Ingold empezó a decir algo más, pero se detuvo. A la luz del fuego parecía súbitamente más viejo y agotado, y las oscuras líneas de amarga preocupación cortaban su boca y sus ojos como alambre.

La oscuridad cubrió la playa como una cortina, la luna se perdía con rapidez ahogada entre las nubes. Su mortecina luz se reflejaba en las blancas crestas de las olas. Incluso con la protección de las rocas, el fuego empezó a temblar con el viento.

—Sí, pero ¿por qué no…? —empezó a decir Rudy.

Ingold le cortó en seco.

—¿De qué has vivido hasta ahora?

Lohiro se rió amargamente entre dientes.

—De musgo.

—¿Del nido?

Lohiro asintió, y su larga boca triangular se desencajó en una mueca de ironía.

—Oh, quedaban algunos víveres, pero había que luchar contra las ratas por ellos. Viví así algunos días, sólo al final bajé a la guarida de los Seres Oscuros, y viví del musgo, como sus pobres y desventurados esclavos. Y no ha sido peor que… —Se interrumpió otra vez con una fugaz mueca de dolor. Sus manos se entrelazaron con fuerza.

—¿Sí? —preguntó Ingold suavemente.

Los cambiantes ojos de Lohiro parpadearon, brillantes y ausentes.

—¿Qué estaba diciendo?

—Hablabas del musgo.

—¡Ah! —Lohiro volvió a encogerse de hombros—. A veces me pregunto… He vivido como una bestia, solo. En la oscuridad. Como un topo.
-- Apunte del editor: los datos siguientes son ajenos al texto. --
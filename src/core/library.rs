use crate::config::AppConfig;
use crate::core::indexer::{IndexError, IndexSummary, IndexerService, ProgressObserver};
use crate::core::search::{Match, SearchEngine, SearchError};
use crate::database::models::{RootSummary, StoreStats};
use crate::database::repositories::image_record::delete_by_prefix;
use crate::database::repositories::root::{normalize_root_path, remove_root, root_prefix};
use crate::database::repositories::{ImageRecordRepository, RecordStore, RootRepository};
use crate::database::{Database, DatabaseError};
use std::path::Path;
use std::sync::atomic::{AtomicBool, Ordering};
use std::sync::Arc;

/// Entry point for callers: owns the store, the root registry and the
/// configuration, and exposes index / search / delete.
pub struct Library {
    db: Arc<Database>,
    config: AppConfig,
    records: ImageRecordRepository,
    roots: RootRepository,
    cancellation_token: Arc<AtomicBool>,
}

impl Library {
    pub fn new(db: Arc<Database>, config: AppConfig) -> Self {
        Self {
            records: ImageRecordRepository::new(db.clone()),
            roots: RootRepository::new(db.clone()),
            db,
            config,
            cancellation_token: Arc::new(AtomicBool::new(false)),
        }
    }

    /// Open (or create) the database named by the configuration.
    pub fn open(config: AppConfig) -> Result<Self, DatabaseError> {
        let db_path = config.database_path()?;
        let db = Arc::new(Database::open(&db_path)?);
        Ok(Self::new(db, config))
    }

    pub fn config(&self) -> &AppConfig {
        &self.config
    }

    pub fn records(&self) -> &ImageRecordRepository {
        &self.records
    }

    pub fn database(&self) -> &Database {
        &self.db
    }

    pub fn cancellation_token(&self) -> Arc<AtomicBool> {
        self.cancellation_token.clone()
    }

    /// Ask the running `index_folder` call to stop at the next candidate.
    pub fn cancel_indexing(&self) {
        self.cancellation_token.store(true, Ordering::Relaxed);
    }

    /// Register `path` as a root and index the images under it.
    ///
    /// The root stays registered even if no file succeeds, but nothing at all
    /// is written when the folder cannot be listed. Callers must not run two
    /// of these concurrently against the same store.
    pub fn index_folder(
        &self,
        path: &Path,
        observer: Option<Arc<dyn ProgressObserver>>,
    ) -> Result<IndexSummary, IndexError> {
        self.cancellation_token.store(false, Ordering::Relaxed);

        let root = normalize_root_path(path).map_err(|source| IndexError::Enumeration {
            path: path.to_string_lossy().to_string(),
            source,
        })?;
        IndexerService::check_root(Path::new(&root))?;

        self.roots
            .add(Path::new(&root))
            .map_err(|source| IndexError::Storage { committed: 0, source })?;

        let mut indexer = IndexerService::new(&self.config)
            .with_cancellation_token(self.cancellation_token.clone());
        if let Some(observer) = observer {
            indexer = indexer.with_progress_observer(observer);
        }

        indexer.index_folder(Path::new(&root), &self.records)
    }

    pub fn search(&self, query_bytes: &[u8]) -> Result<Vec<Match>, SearchError> {
        SearchEngine::new(&self.records, self.config.ranking_policy()).search(query_bytes)
    }

    pub fn search_file(&self, path: &Path) -> Result<Vec<Match>, SearchError> {
        SearchEngine::new(&self.records, self.config.ranking_policy()).search_file(path)
    }

    /// Delete every record under the root and unregister it, in one
    /// transaction. Returns the number of records deleted.
    pub fn delete_root(&self, path: &Path) -> Result<usize, DatabaseError> {
        let root = normalize_root_path(path)?;
        let prefix = root_prefix(&root);

        let (deleted, was_registered) = self.db.transaction(|tx| {
            let deleted = delete_by_prefix(tx, &prefix)?;
            let was_registered = remove_root(tx, &root)?;
            Ok((deleted, was_registered))
        })?;

        if !was_registered {
            log::warn!("{} was not a registered root", root);
        }
        log::info!("Deleted {} records under {}", deleted, root);
        Ok(deleted)
    }

    /// Records whose path lies under `path`, recomputed on every call.
    pub fn count_under(&self, path: &Path) -> Result<usize, DatabaseError> {
        let root = normalize_root_path(path)?;
        self.records.count_by_path_prefix(&root_prefix(&root))
    }

    pub fn roots(&self) -> Result<Vec<RootSummary>, DatabaseError> {
        self.roots
            .list()?
            .into_iter()
            .map(|root| {
                let image_count = self.records.count_by_path_prefix(&root_prefix(&root))?;
                Ok(RootSummary {
                    path: root,
                    image_count,
                })
            })
            .collect()
    }

    pub fn stats(&self) -> Result<StoreStats, DatabaseError> {
        Ok(StoreStats {
            records: self.records.count()?,
            hashed_records: self.records.count_hashed()?,
            roots: self.roots.list()?.len(),
            size_on_disk: self.records.size_on_disk()?,
        })
    }
}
Creía que me iba a volver loco.

—Sí —intervino Rudy—. Pero ¿por qué no te…?

—¡Rudy, silencio! —le espetó Ingold secamente. Rudy, sobresaltado por la dureza de su tono, guardó silencio. El perfil de Ingold se recortaba contra el oscuro mar, y Rudy observó que las aletas de la nariz le vibraban imperceptiblemente, como si estuviera conteniéndose—. ¿Qué decías de los esclavos de los Seres Oscuros?

Los ojos de Lohiro se agitaron en sus oscuras y profundas órbitas.

—¿Qué pasa con ellos?

—¿Estaban allá abajo? —El olor de la tormenta que venía del mar se hizo repentinamente intenso, como las continuas ráfagas de viento.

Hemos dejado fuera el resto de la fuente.